Il giudice di appello si è dunque attenuto al principio di diritto, ormai consolidato nella giurisprudenza di questa Corte (cfr. Cass. n. 8683 del 2018) secondo cui il procedimento logico-giuridico diretto alla determinazione dell’inquadramento di un lavoratore subordinato si sviluppa in tre fasi successive, consistenti nell’accertamento in fatto delle attività lavorative in concreto svolte, nell’individuazione delle qualifiche e

gradi previsti dal contratto collettivo di categoria e nel raffronto tra il risultato della prima indagine ed i testi della normativa contrattuale individuati nella seconda.

3.5. Il giudizio di merito espresso dalla Corte territoriale sulla natura delle mansioni espletate dalla ricorrente non è sindacabile in questa sede perché tale censura, che il ricorrente formula nel corso del motivo, esula dall’ambito dell’art. 360, n. 3, cod. proc. civ., e per le sentenze pubblicate nella vigenza dell’art. 360 cod. proc. civ., n. 5, come modificato dal d.l. n. 83 del 2012, art. 54, convertito, con modificazioni, nella legge n. 134 del 2012 (pubblicata sulla G.U. n. 187 dell’11 agosto 2012), nel cui ambito la doglianza va sussunta, rileva solo l’omesso esame circa un fatto decisivo per il giudizio che è stato oggetto di discussione fra le parti.

Ed infatti, l’art. 360 n. 5 cod. proc. civ., come novellato, consente di denunciare in sede di legittimità unicamente l’omesso esame di un fatto decisivo per il giudizio che è stato oggetto di discussione fra le parti.

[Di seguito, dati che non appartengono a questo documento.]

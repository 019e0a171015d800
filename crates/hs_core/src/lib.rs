//! Shader hot-reload core: file timestamp tracking, program bookkeeping and
//! the rebuild-then-swap controller. Graphics calls go through the
//! [`ShaderBackend`] trait so this crate never touches a GL context itself.

pub mod backend;
pub mod controller;
pub mod error;
pub mod manifest;
pub mod registry;
pub mod tracker;

#[cfg(test)]
pub(crate) mod test_support;

pub use backend::{ShaderBackend, ShaderStage};
pub use controller::{HotReloadController, ReloadOutcome, ReloadSummary};
pub use error::HotReloadError;
pub use manifest::{load_manifest_from_path, ManifestProgram, ShaderManifest};
pub use registry::{ProgramEntry, ProgramRegistry};
pub use tracker::{ChangeSet, FileTimestampTracker, WatchedFile};
//! GPU-less [`ShaderBackend`] that checks GLSL with naga.
//!
//! "Compiling" parses the source with naga's GLSL front end and runs the IR
//! validator. "Linking" checks that both stages have the right entry point
//! and that every fragment input location is written by the vertex stage.
//! Handles are plain counters; nothing is uploaded anywhere.

use std::collections::{BTreeSet, HashMap, HashSet};

use hs_core::{ShaderBackend, ShaderStage};
use naga::front::glsl;
use naga::valid::{Capabilities, ValidationFlags, Validator};

struct CheckedShader {
    stage: ShaderStage,
    /// Vertex: output locations. Fragment: input locations.
    interface: BTreeSet<u32>,
}

#[derive(Default)]
pub struct NagaBackend {
    next_id: u32,
    shaders: HashMap<u32, CheckedShader>,
    programs: HashSet<u32>,
}

impl NagaBackend {
    pub fn new() -> Self {
        Self::default()
    }

    pub fn live_programs(&self) -> usize {
        self.programs.len()
    }

    fn allocate(&mut self) -> u32 {
        self.next_id += 1;
        self.next_id
    }
}

fn naga_stage(stage: ShaderStage) -> naga::ShaderStage {
    match stage {
        ShaderStage::Vertex => naga::ShaderStage::Vertex,
        ShaderStage::Fragment => naga::ShaderStage::Fragment,
    }
}

impl ShaderBackend for NagaBackend {
    type Shader = u32;
    type Program = u32;

    fn compile_shader(&mut self, source: &str, stage: ShaderStage) -> Result<u32, String> {
        let mut frontend = glsl::Frontend::default();
        let module = frontend
            .parse(&glsl::Options::from(naga_stage(stage)), source)
            .map_err(|errors| errors.emit_to_string(source))?;

        Validator::new(ValidationFlags::all(), Capabilities::all())
            .validate(&module)
            .map_err(|err| err.emit_to_string(source))?;

        let entry = module
            .entry_points
            .iter()
            .find(|ep| ep.stage == naga_stage(stage))
            .ok_or_else(|| format!("no {stage} entry point"))?;

        let mut interface = BTreeSet::new();
        match stage {
            ShaderStage::Vertex => {
                if let Some(result) = &entry.function.result {
                    collect_locations(&module, result.ty, result.binding.as_ref(), &mut interface);
                }
            }
            ShaderStage::Fragment => {
                for arg in &entry.function.arguments {
                    collect_locations(&module, arg.ty, arg.binding.as_ref(), &mut interface);
                }
            }
        }

        let id = self.allocate();
        self.shaders.insert(id, CheckedShader { stage, interface });
        Ok(id)
    }

    fn link_program(&mut self, vertex: u32, fragment: u32) -> Result<u32, String> {
        let vs = self
            .shaders
            .get(&vertex)
            .ok_or_else(|| format!("unknown shader {vertex}"))?;
        let fs = self
            .shaders
            .get(&fragment)
            .ok_or_else(|| format!("unknown shader {fragment}"))?;
        if vs.stage != ShaderStage::Vertex || fs.stage != ShaderStage::Fragment {
            return Err(format!(
                "expected vertex + fragment shaders, got {} + {}",
                vs.stage, fs.stage
            ));
        }

        let missing: Vec<String> = fs
            .interface
            .difference(&vs.interface)
            .map(u32::to_string)
            .collect();
        if !missing.is_empty() {
            return Err(format!(
                "fragment input location(s) {} not written by the vertex shader",
                missing.join(", ")
            ));
        }

        let id = self.allocate();
        self.programs.insert(id);
        Ok(id)
    }

    fn delete_shader(&mut self, shader: u32) {
        self.shaders.remove(&shader);
    }

    fn delete_program(&mut self, program: u32) {
        if !self.programs.remove(&program) {
            log::warn!("Deleting unknown program {}", program);
        }
    }
}

/// User-defined locations reachable from an entry point argument or result,
/// descending into structs. Built-ins are skipped.
fn collect_locations(
    module: &naga::Module,
    ty: naga::Handle<naga::Type>,
    binding: Option<&naga::Binding>,
    out: &mut BTreeSet<u32>,
) {
    match binding {
        Some(naga::Binding::Location { location, .. }) => {
            out.insert(*location);
        }
        Some(naga::Binding::BuiltIn(_)) => {}
        None => {
            if let naga::TypeInner::Struct { members, .. } = &module.types[ty].inner {
                for member in members {
                    collect_locations(module, member.ty, member.binding.as_ref(), out);
                }
            }
        }
    }
}
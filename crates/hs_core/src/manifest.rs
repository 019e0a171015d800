//! JSON manifest listing the programs a host wants hot-reloaded.
//!
//! ```json
//! {
//!   "version": "0.1",
//!   "poll_interval_ms": 250,
//!   "programs": [
//!     { "name": "sprite", "vertex": "sprite.vert", "fragment": "sprite.frag" }
//!   ]
//! }
//! ```
//!
//! Relative shader paths are resolved against the manifest's directory.

use serde::Deserialize;
use std::collections::HashSet;
use std::fs;
use std::path::{Path, PathBuf};
use std::time::Duration;

use crate::backend::ShaderBackend;
use crate::controller::HotReloadController;
use crate::error::HotReloadError;

const SUPPORTED_VERSION: &str = "0.1";

#[derive(Debug, Deserialize, Clone)]
pub struct ShaderManifest {
    pub version: String,
    #[serde(default = "default_poll_interval_ms")]
    pub poll_interval_ms: u64,
    pub programs: Vec<ManifestProgram>,
}

#[derive(Debug, Deserialize, Clone, PartialEq, Eq)]
pub struct ManifestProgram {
    pub name: String,
    pub vertex: PathBuf,
    pub fragment: PathBuf,
}

impl ShaderManifest {
    pub fn poll_interval(&self) -> Duration {
        Duration::from_millis(self.poll_interval_ms)
    }

    /// Register every listed program, stopping at the first failure.
    pub fn register_all<B: ShaderBackend>(
        &self,
        controller: &mut HotReloadController<B>,
    ) -> Result<(), HotReloadError> {
        for program in &self.programs {
            controller.register_program(&program.name, &program.vertex, &program.fragment)?;
        }
        Ok(())
    }
}

pub fn load_manifest_from_path(path: &Path) -> Result<ShaderManifest, String> {
    let raw = fs::read_to_string(path)
        .map_err(|e| format!("Failed to read shader manifest {}: {e}", path.display()))?;
    let mut manifest: ShaderManifest = serde_json::from_str(&raw)
        .map_err(|e| format!("Failed to parse shader manifest {}: {e}", path.display()))?;
    validate_manifest(&manifest)?;

    let base_dir = path.parent().unwrap_or(Path::new(""));
    for program in &mut manifest.programs {
        program.vertex = resolve(base_dir, &program.vertex);
        program.fragment = resolve(base_dir, &program.fragment);
    }
    Ok(manifest)
}

fn validate_manifest(manifest: &ShaderManifest) -> Result<(), String> {
    if manifest.version != SUPPORTED_VERSION {
        return Err(format!(
            "Manifest validation failed: unsupported version '{}'",
            manifest.version
        ));
    }
    if manifest.poll_interval_ms == 0 {
        return Err("Manifest validation failed: poll_interval_ms must be positive".to_string());
    }
    if manifest.programs.is_empty() {
        return Err("Manifest validation failed: programs array is empty".to_string());
    }

    let mut names = HashSet::new();
    for program in &manifest.programs {
        if program.name.is_empty() {
            return Err("Manifest validation failed: program with empty name".to_string());
        }
        if !names.insert(program.name.as_str()) {
            return Err(format!(
                "Manifest validation failed: duplicate program name '{}'",
                program.name
            ));
        }
    }
    Ok(())
}

fn resolve(base_dir: &Path, path: &Path) -> PathBuf {
    if path.is_absolute() {
        path.to_path_buf()
    } else {
        base_dir.join(path)
    }
}

const fn default_poll_interval_ms() -> u64 {
    250
}
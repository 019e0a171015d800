use std::sync::Arc;

use glow::HasContext;
use hs_core::{ShaderBackend, ShaderStage};

/// [`ShaderBackend`] over a glow OpenGL context.
///
/// Every call issues raw GL commands, so the backend must only be used on
/// the thread where its context is current.
pub struct GlowBackend {
    gl: Arc<glow::Context>,
}

impl GlowBackend {
    /// # Safety
    ///
    /// `gl` must be a valid context that is current on the calling thread,
    /// and stay current on this thread for as long as the backend is used.
    pub unsafe fn new(gl: Arc<glow::Context>) -> Self {
        Self { gl }
    }

    pub fn context(&self) -> &Arc<glow::Context> {
        &self.gl
    }
}

fn gl_stage(stage: ShaderStage) -> u32 {
    match stage {
        ShaderStage::Vertex => glow::VERTEX_SHADER,
        ShaderStage::Fragment => glow::FRAGMENT_SHADER,
    }
}

impl ShaderBackend for GlowBackend {
    type Shader = glow::Shader;
    type Program = glow::Program;

    fn compile_shader(&mut self, source: &str, stage: ShaderStage) -> Result<glow::Shader, String> {
        let gl = &self.gl;
        // SAFETY: the context is current on this thread (contract of `new`).
        unsafe {
            let shader = gl.create_shader(gl_stage(stage))?;
            gl.shader_source(shader, source);
            gl.compile_shader(shader);

            if !gl.get_shader_compile_status(shader) {
                let log = gl.get_shader_info_log(shader);
                gl.delete_shader(shader);
                return Err(log.trim_end().to_string());
            }
            Ok(shader)
        }
    }

    fn link_program(
        &mut self,
        vertex: glow::Shader,
        fragment: glow::Shader,
    ) -> Result<glow::Program, String> {
        let gl = &self.gl;
        // SAFETY: the context is current on this thread (contract of `new`).
        unsafe {
            let program = gl.create_program()?;
            gl.attach_shader(program, vertex);
            gl.attach_shader(program, fragment);
            gl.link_program(program);

            // A linked program keeps what it needs; detaching lets the
            // caller's delete_shader free the shader objects right away.
            gl.detach_shader(program, vertex);
            gl.detach_shader(program, fragment);

            if !gl.get_program_link_status(program) {
                let log = gl.get_program_info_log(program);
                gl.delete_program(program);
                return Err(log.trim_end().to_string());
            }
            Ok(program)
        }
    }

    fn delete_shader(&mut self, shader: glow::Shader) {
        // SAFETY: the context is current on this thread (contract of `new`).
        unsafe { self.gl.delete_shader(shader) }
    }

    fn delete_program(&mut self, program: glow::Program) {
        log::debug!("Deleting GL program {:?}", program);
        // SAFETY: the context is current on this thread (contract of `new`).
        unsafe { self.gl.delete_program(program) }
    }
}
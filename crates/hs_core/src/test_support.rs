//! Shared helpers for unit tests: scratch files with controlled mtimes and a
//! recording backend that never touches a GPU.

use std::collections::{HashMap, HashSet};
use std::fs;
use std::path::{Path, PathBuf};
use std::time::SystemTime;

use crate::backend::{ShaderBackend, ShaderStage};

/// Sources containing this fail to compile.
pub const COMPILE_ERROR_MARKER: &str = "#error";
/// Sources containing this compile but fail to link.
pub const LINK_ERROR_MARKER: &str = "// link-fail";

pub fn write_file(dir: &Path, name: &str, contents: &str) -> PathBuf {
    let path = dir.join(name);
    fs::write(&path, contents).expect("failed to write temp shader file");
    path
}

/// Pin a file's mtime so change detection does not depend on filesystem
/// timestamp granularity.
pub fn set_mtime(path: &Path, time: SystemTime) {
    let file = fs::OpenOptions::new()
        .write(true)
        .open(path)
        .expect("failed to open temp file for mtime update");
    file.set_modified(time).expect("failed to set mtime");
}

#[derive(Debug, Default)]
pub struct FakeBackend {
    next_id: u32,
    shader_sources: HashMap<u32, String>,
    pub live_shaders: HashSet<u32>,
    pub live_programs: HashSet<u32>,
    pub compile_calls: usize,
    pub link_calls: usize,
    pub deleted_programs: Vec<u32>,
}

impl FakeBackend {
    pub fn new() -> Self {
        Self::default()
    }

    pub fn backend_calls(&self) -> usize {
        self.compile_calls + self.link_calls
    }

    fn allocate(&mut self) -> u32 {
        self.next_id += 1;
        self.next_id
    }
}

impl ShaderBackend for FakeBackend {
    type Shader = u32;
    type Program = u32;

    fn compile_shader(&mut self, source: &str, stage: ShaderStage) -> Result<u32, String> {
        self.compile_calls += 1;
        if source.contains(COMPILE_ERROR_MARKER) {
            return Err(format!("0:1({stage}): error: syntax error"));
        }
        let id = self.allocate();
        self.shader_sources.insert(id, source.to_string());
        self.live_shaders.insert(id);
        Ok(id)
    }

    fn link_program(&mut self, vertex: u32, fragment: u32) -> Result<u32, String> {
        self.link_calls += 1;
        let fails = [vertex, fragment].iter().any(|id| {
            self.shader_sources
                .get(id)
                .is_some_and(|src| src.contains(LINK_ERROR_MARKER))
        });
        if fails {
            return Err("error: interface mismatch between stages".to_string());
        }
        let id = self.allocate();
        self.live_programs.insert(id);
        Ok(id)
    }

    fn delete_shader(&mut self, shader: u32) {
        assert!(
            self.live_shaders.remove(&shader),
            "shader {shader} deleted twice or never created"
        );
    }

    fn delete_program(&mut self, program: u32) {
        assert!(
            self.live_programs.remove(&program),
            "program {program} deleted twice or never created"
        );
        self.deleted_programs.push(program);
    }
}
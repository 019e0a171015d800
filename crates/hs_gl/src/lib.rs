//! OpenGL implementation of the hot-reload backend, on top of [glow].
//!
//! A host creates one [`GlowBackend`] after its context is current, hands it
//! to [`hs_core::HotReloadController`], and selects programs by name in its
//! draw path with [`bind_program`].
//!
//! [glow]: https://docs.rs/glow

mod backend;
mod program;

pub use backend::GlowBackend;
pub use program::{bind_program, gl_version, set_uniform_f32};

/// Controller type used by GL hosts.
pub type GlHotReloadController = hs_core::HotReloadController<GlowBackend>;
use std::collections::BTreeMap;
use std::path::{Path, PathBuf};

/// A linked program and the two source files it was built from.
#[derive(Debug, Clone, PartialEq, Eq)]
pub struct ProgramEntry<P> {
    pub name: String,
    pub handle: P,
    pub vertex_path: PathBuf,
    pub fragment_path: PathBuf,
}

impl<P> ProgramEntry<P> {
    pub fn depends_on(&self, path: &Path) -> bool {
        self.vertex_path == path || self.fragment_path == path
    }
}

/// Program entries keyed by logical name.
///
/// Pure bookkeeping: nothing here talks to the graphics API. Handles that
/// get replaced or removed are handed back so the caller can release them.
#[derive(Debug)]
pub struct ProgramRegistry<P> {
    entries: BTreeMap<String, ProgramEntry<P>>,
}

impl<P: Copy> ProgramRegistry<P> {
    pub fn new() -> Self {
        Self {
            entries: BTreeMap::new(),
        }
    }

    /// Insert or replace the entry for `name`. Returns the previous handle.
    pub fn upsert(
        &mut self,
        name: &str,
        handle: P,
        vertex_path: &Path,
        fragment_path: &Path,
    ) -> Option<P> {
        let entry = ProgramEntry {
            name: name.to_string(),
            handle,
            vertex_path: vertex_path.to_path_buf(),
            fragment_path: fragment_path.to_path_buf(),
        };
        self.entries
            .insert(name.to_string(), entry)
            .map(|previous| previous.handle)
    }

    /// Names of every program built from `path`, in name order.
    pub fn dependents_of(&self, path: &Path) -> Vec<String> {
        self.entries
            .values()
            .filter(|entry| entry.depends_on(path))
            .map(|entry| entry.name.clone())
            .collect()
    }

    pub fn get(&self, name: &str) -> Option<&ProgramEntry<P>> {
        self.entries.get(name)
    }

    pub fn handle(&self, name: &str) -> Option<P> {
        self.entries.get(name).map(|entry| entry.handle)
    }

    pub fn remove(&mut self, name: &str) -> Option<ProgramEntry<P>> {
        self.entries.remove(name)
    }

    pub fn names(&self) -> impl Iterator<Item = &str> {
        self.entries.keys().map(String::as_str)
    }

    pub fn iter(&self) -> impl Iterator<Item = &ProgramEntry<P>> {
        self.entries.values()
    }

    pub fn len(&self) -> usize {
        self.entries.len()
    }

    pub fn is_empty(&self) -> bool {
        self.entries.is_empty()
    }
}

impl<P: Copy> Default for ProgramRegistry<P> {
    fn default() -> Self {
        Self::new()
    }
}

#[cfg(test)]
mod tests {
    use super::*;

    fn p(s: &str) -> PathBuf {
        PathBuf::from(s)
    }

    #[test]
    fn upsert_inserts_then_replaces_in_place() {
        let mut registry = ProgramRegistry::new();
        assert_eq!(
            registry.upsert("sprite", 1u32, &p("sprite.vert"), &p("sprite.frag")),
            None
        );
        assert_eq!(
            registry.upsert("sprite", 2u32, &p("sprite.vert"), &p("other.frag")),
            Some(1)
        );
        assert_eq!(registry.len(), 1);

        let entry = registry.get("sprite").expect("entry exists");
        assert_eq!(entry.handle, 2);
        assert_eq!(entry.fragment_path, p("other.frag"));
    }

    #[test]
    fn dependents_of_matches_either_stage() {
        let mut registry = ProgramRegistry::new();
        registry.upsert("p1", 1u32, &p("shared.vert"), &p("a.frag"));
        registry.upsert("p2", 2u32, &p("shared.vert"), &p("b.frag"));
        registry.upsert("p3", 3u32, &p("own.vert"), &p("a.frag"));

        assert_eq!(registry.dependents_of(&p("shared.vert")), vec!["p1", "p2"]);
        assert_eq!(registry.dependents_of(&p("a.frag")), vec!["p1", "p3"]);
        assert_eq!(registry.dependents_of(&p("b.frag")), vec!["p2"]);
        assert!(registry.dependents_of(&p("unused.frag")).is_empty());
    }

    #[test]
    fn get_unknown_name_is_none() {
        let registry: ProgramRegistry<u32> = ProgramRegistry::new();
        assert!(registry.get("missing").is_none());
        assert!(registry.handle("missing").is_none());
    }

    #[test]
    fn remove_hands_back_entry() {
        let mut registry = ProgramRegistry::new();
        registry.upsert("p1", 7u32, &p("a.vert"), &p("a.frag"));
        let removed = registry.remove("p1").expect("removed");
        assert_eq!(removed.handle, 7);
        assert!(registry.is_empty());
        assert!(registry.remove("p1").is_none());
    }

    #[test]
    fn names_are_sorted() {
        let mut registry = ProgramRegistry::new();
        registry.upsert("zeta", 1u32, &p("z.vert"), &p("z.frag"));
        registry.upsert("alpha", 2u32, &p("a.vert"), &p("a.frag"));
        assert_eq!(registry.names().collect::<Vec<_>>(), vec!["alpha", "zeta"]);
    }
}
//! hs_watch -- headless shader watcher.
//!
//! Loads a shader manifest, builds every listed program against the naga
//! checking backend, then polls the sources and re-checks whatever changed,
//! logging each commit or rollback. With `--once` it only does the initial
//! build and exits non-zero on the first broken program (useful in CI).

mod naga_backend;

use std::path::PathBuf;
use std::time::Duration;

use hs_core::{load_manifest_from_path, HotReloadController, ReloadSummary};
use naga_backend::NagaBackend;

#[derive(Debug, PartialEq, Eq)]
struct Options {
    manifest_path: PathBuf,
    once: bool,
    interval_override: Option<Duration>,
}

fn usage() -> String {
    "Usage: cargo run -p hs_watch -- <manifest.json> [--once] [--interval-ms <ms>]\nExample: cargo run -p hs_watch -- assets/shaders/shaders.json --interval-ms 100".to_string()
}

fn parse_args(args: &[String]) -> Result<Options, String> {
    let mut manifest_path = None;
    let mut once = false;
    let mut interval_override = None;

    let mut iter = args.iter().skip(1);
    while let Some(arg) = iter.next() {
        match arg.as_str() {
            "--once" => once = true,
            "--interval-ms" => {
                let raw = iter
                    .next()
                    .ok_or_else(|| format!("--interval-ms needs a value\n{}", usage()))?;
                let ms: u64 = raw
                    .parse()
                    .map_err(|e| format!("Invalid --interval-ms '{raw}': {e}"))?;
                if ms == 0 {
                    return Err("--interval-ms must be positive".to_string());
                }
                interval_override = Some(Duration::from_millis(ms));
            }
            flag if flag.starts_with("--") => {
                return Err(format!("Unknown option '{flag}'\n{}", usage()));
            }
            path if manifest_path.is_none() => manifest_path = Some(PathBuf::from(path)),
            extra => return Err(format!("Unexpected argument '{extra}'\n{}", usage())),
        }
    }

    Ok(Options {
        manifest_path: manifest_path.ok_or_else(usage)?,
        once,
        interval_override,
    })
}

fn report(summary: &ReloadSummary) {
    if summary.is_noop() {
        return;
    }
    let committed: Vec<&str> = summary.committed().collect();
    let failed = summary.rolled_back().count();
    log::info!(
        "{} file(s) changed: {} program(s) reloaded, {} kept on previous build",
        summary.changed_files.len(),
        committed.len(),
        failed
    );
}

fn main() -> Result<(), String> {
    env_logger::Builder::from_env(env_logger::Env::default().default_filter_or("info")).init();

    let args: Vec<String> = std::env::args().collect();
    let options = parse_args(&args)?;

    let manifest = load_manifest_from_path(&options.manifest_path)?;
    let mut controller = HotReloadController::new(NagaBackend::new());
    manifest
        .register_all(&mut controller)
        .map_err(|e| e.to_string())?;
    log::info!(
        "{} program(s) built from {}",
        controller.backend().live_programs(),
        options.manifest_path.display()
    );

    if options.once {
        return Ok(());
    }

    let interval = options
        .interval_override
        .unwrap_or_else(|| manifest.poll_interval());
    log::info!(
        "Watching {} shader file(s) every {}ms",
        controller.tracker().len(),
        interval.as_millis()
    );
    loop {
        let summary = controller.poll_and_reload();
        report(&summary);
        std::thread::sleep(interval);
    }
}
impl IdentificationEngine {
    pub fn new(
        oracle: Arc<dyn HypothesisOracle>,
        resolver: Arc<dyn MetadataResolver>,
        sink: Arc<dyn ResultSink>,
        user: UserHandle,
        config: ProtocolConfig,
    ) -> Self {
        Self {
            oracle,
            resolver,
            sink,
            user,
            config,
            session: Arc::new(Mutex::new(FragmentSession::default())),
        }
    }

    pub async fn status(&self) -> FragmentStatus {
        self.session.lock().await.status
    }

    /// Oracle calls spent by the current or most recent search.
    pub async fn attempt_count(&self) -> u32 {
        self.session.lock().await.attempt_count
    }

    #[cfg(test)]
    pub async fn result(&self) -> Option<ResolvedSong> {
        self.session.lock().await.result.clone()
    }

    /// Discard any result and abandon an in-flight search.
    pub async fn reset(&self) {
        self.session.lock().await.reset();
        tracing::debug!("Fragment session reset");
    }

    /// Fail with `Cancelled` if a reset happened since `epoch` was taken.
    async fn ensure_current(&self, epoch: u64) -> Result<(), ProtocolError> {
        if self.session.lock().await.epoch != epoch {
            return Err(ProtocolError::Cancelled);
        }
        Ok(())
    }

    /// Search for a song whose real lyrics contain one of the clue's fragments.
    pub async fn identify(&self, clue: &LyricClue) -> Result<ResolvedSong, ProtocolError> {
        if clue.is_empty() {
            return Err(ProtocolError::EmptyClue);
        }
        let epoch = {
            let mut session = self.session.lock().await;
            if session.status == FragmentStatus::Searching {
                return Err(ProtocolError::InvalidState {
                    state: FragmentStatus::Searching.describe(),
                    action: "start another search",
                });
            }
            session.status = FragmentStatus::Searching;
            session.attempt_count = 0;
            session.result = None;
            session.epoch
        };
        let _guard = SearchGuard {
            session: self.session.clone(),
            epoch,
        };

        let max_attempts = self.config.max_attempts.max(1);
        let fragments = clue.fragments();
        let mut rejected: Vec<Hypothesis> = Vec::new();
        let mut transport_failures = 0u32;
        let mut verified = None;

        for attempt in 1..=max_attempts {
            {
                let mut session = self.session.lock().await;
                if session.epoch != epoch {
                    return Err(ProtocolError::Cancelled);
                }
                session.attempt_count = attempt;
            }

            let request = hypothesis_request(clue, &rejected);
            let reply = ask_oracle(self.oracle.as_ref(), &request, self.config.call_timeout).await;
            self.ensure_current(epoch).await?;

            let text = match reply {
                Ok(text) => text,
                Err(e @ ProtocolError::OracleUnavailable(_)) => {
                    transport_failures += 1;
                    tracing::warn!(attempt, error = %e, "Oracle call failed");
                    continue;
                }
                Err(e) => {
                    tracing::debug!(attempt, error = %e, "Skipping attempt");
                    continue;
                }
            };

            let hypothesis = match parse_hypothesis(&text) {
                ParseOutcome::Parsed(h) => h,
                ParseOutcome::Malformed(reason) => {
                    tracing::debug!(attempt, reason = %reason, "Skipping malformed hypothesis");
                    continue;
                }
            };

            let verse = hypothesis.verse.as_deref().unwrap_or_default();
            if matcher::matches(verse, fragments) {
                tracing::info!(
                    attempt,
                    song = %hypothesis.song,
                    artist = %hypothesis.artist,
                    "Verified hypothesis"
                );
                verified = Some(hypothesis);
                break;
            }

            if rejected
                .iter()
                .any(|r| r.same_song(&hypothesis.song, &hypothesis.artist))
            {
                tracing::debug!(
                    attempt,
                    song = %hypothesis.song,
                    artist = %hypothesis.artist,
                    "Repeated hypothesis still does not match"
                );
                continue;
            }

            tracing::debug!(
                attempt,
                song = %hypothesis.song,
                artist = %hypothesis.artist,
                "Verse does not contain any fragment"
            );
            rejected.push(hypothesis);
        }

        let Some(hypothesis) = verified else {
            let (status, err) = if transport_failures == max_attempts {
                (
                    FragmentStatus::Failed,
                    ProtocolError::OracleUnavailable(format!("all {max_attempts} oracle calls failed")),
                )
            } else {
                (
                    FragmentStatus::Exhausted,
                    ProtocolError::NoVerifiedMatch {
                        attempts: max_attempts,
                    },
                )
            };
            let mut session = self.session.lock().await;
            if session.epoch != epoch {
                return Err(ProtocolError::Cancelled);
            }
            session.status = status;
            return Err(err);
        };

        let metadata = resolve_metadata(
            self.resolver.as_ref(),
            &hypothesis.song,
            &hypothesis.artist,
            self.config.call_timeout,
        )
        .await;

        let resolved = ResolvedSong {
            verse: hypothesis
                .verse
                .as_deref()
                .map(|v| matcher::emphasize(v, fragments)),
            song: hypothesis.song,
            artist: hypothesis.artist,
            metadata,
        };

        let mut session = self.session.lock().await;
        if session.epoch != epoch {
            return Err(ProtocolError::Cancelled);
        }
        session.status = FragmentStatus::Found;
        session.result = Some(resolved.clone());
        self.record_recent(&resolved);
        Ok(resolved)
    }

    /// Write the recent-search entry in the background; failures are logged only.
    fn record_recent(&self, resolved: &ResolvedSong) {
        let sink = self.sink.clone();
        let user = self.user.clone();
        let limit = self.config.call_timeout;
        let entry = RecentEntry::new(&resolved.song, &resolved.artist);
        tokio::spawn(async move {
            if let Err(e) = persist(limit, sink.append_recent(&user, &entry)).await {
                tracing::warn!(error = %e, "Failed to record recent search");
            }
        });
    }

    /// Save the found song for the user and start over. On a failed write
    /// the result stays available so the user can retry.
    pub async fn accept(&self) -> Result<ResolvedSong, ProtocolError> {
        let (epoch, resolved) = {
            let session = self.session.lock().await;
            match (&session.status, &session.result) {
                (FragmentStatus::Found, Some(resolved)) => (session.epoch, resolved.clone()),
                _ => {
                    return Err(ProtocolError::InvalidState {
                        state: session.status.describe(),
                        action: "accept a result",
                    });
                }
            }
        };

        let saved = SavedSong::from_resolved(&resolved);
        if let Err(e) = persist(
            self.config.call_timeout,
            self.sink.append_accepted(&self.user, &saved),
        )
        .await
        {
            tracing::warn!(song = %resolved.song, artist = %resolved.artist, error = %e, "Failed to save song");
            return Err(e);
        }

        let mut session = self.session.lock().await;
        if session.epoch == epoch {
            session.reset();
        }
        Ok(resolved)
    }

    /// Throw the found song away and start over.
    pub async fn reject(&self) -> Result<(), ProtocolError> {
        let mut session = self.session.lock().await;
        if session.status != FragmentStatus::Found {
            return Err(ProtocolError::InvalidState {
                state: session.status.describe(),
                action: "reject a result",
            });
        }
        session.reset();
        Ok(())
    }
}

Nel sistema, l’intervento di modifica dell’art. 360 cod. proc. civ., n. 5 come interpretato dalle Sezioni Unite di questa Corte, comporta un’ulteriore sensibile restrizione dell’ambito di controllo, in sede di legittimità, sulla motivazione.

Hanno osservato le Sezioni Unite di questa Corte (Cass. S.U. n., 19881 del 2014 e Cass. S.U. n. 8053 del 2014) che la ratio del recente intervento normativo è ben espressa dai lavori parlamentari, lì dove si afferma che la riformulazione dell’art. 360 n. 5, cod. proc. civ., ha la finalità di evitare l’abuso dei ricorsi per cassazione basati sul vizio di motivazione, non strettamente necessitati dai precetti costituzionali, e, quindi, di supportare la funzione nomofilattica propria della Corte di cassazione, quale giudice dello ius constitutionis e non dello ius litigatoris, se non nei limiti della violazione di legge. Il vizio di motivazione, quindi, rileva solo allorquando l’anomalia si tramuta in violazione della legge costituzionale, “in quanto attinente all’esistenza della motivazione in sé, purché il vizio risulti dal testo della sentenza impugnata, a prescindere dal confronto con le risultanze processuali.

Tale anomalia si esaurisce nella “mancanza assoluta di motivi sotto l’aspetto materiale e grafico”, nella “motivazione apparente”, nel “contrasto irriducibile tra affermazioni inconciliabili” e nella “motivazione perplessa ed obiettivamente incomprensibile” – non ravvisabili nella specie in ragione delle argomentazioni della Corte d’Appello poste a fondamento della decisione, di cui sopra al punto 1 – esclusa qualunque rilevanza del semplice difetto di “sufficienza” della motivazione”, sicché quest’ultima non può essere ritenuta mancante o carente solo perché non si è dato conto di tutte le risultanze istruttorie e di tutti gli argomenti sviluppati dalla parte a sostegno della propria tesi.

4. Il ricorso deve essere rigettato.

5. Le spese seguono la soccombenza e sono liquidate come in dispositivo.

6. Ai sensi del d.P.R. n. 115 del 2002, art, 13, comma 1-quater, dà atto della sussistenza dei presupposti per il versamento, da parte del ricorrente, dell’ulteriore importo a titolo di contributo unificato pari a quello previsto per il ricorso, a norma del cit. art. 13, comma 1 – bis, se dovuto.

P.Q.M.

Rigetta il ricorso. Condanna il ricorrente al pagamento delle spese del giudizio di legittimità, liquidate in euro 5.000,00, per compensi professionali, oltre euro 200,00 per esborsi, spese generali in misura del 15%, e accessori di legge.

Ai sensi del d.P.R. n. 115 del 2002, art. 13, comma 1-quater, dà atto della sussistenza dei presupposti per il versamento, da parte del ricorrente, dell’ulteriore importo a titolo di contributo unificato pari a quello previsto per il ricorso, a norma del cit. art. 13, comma 1 – bis, se dovuto.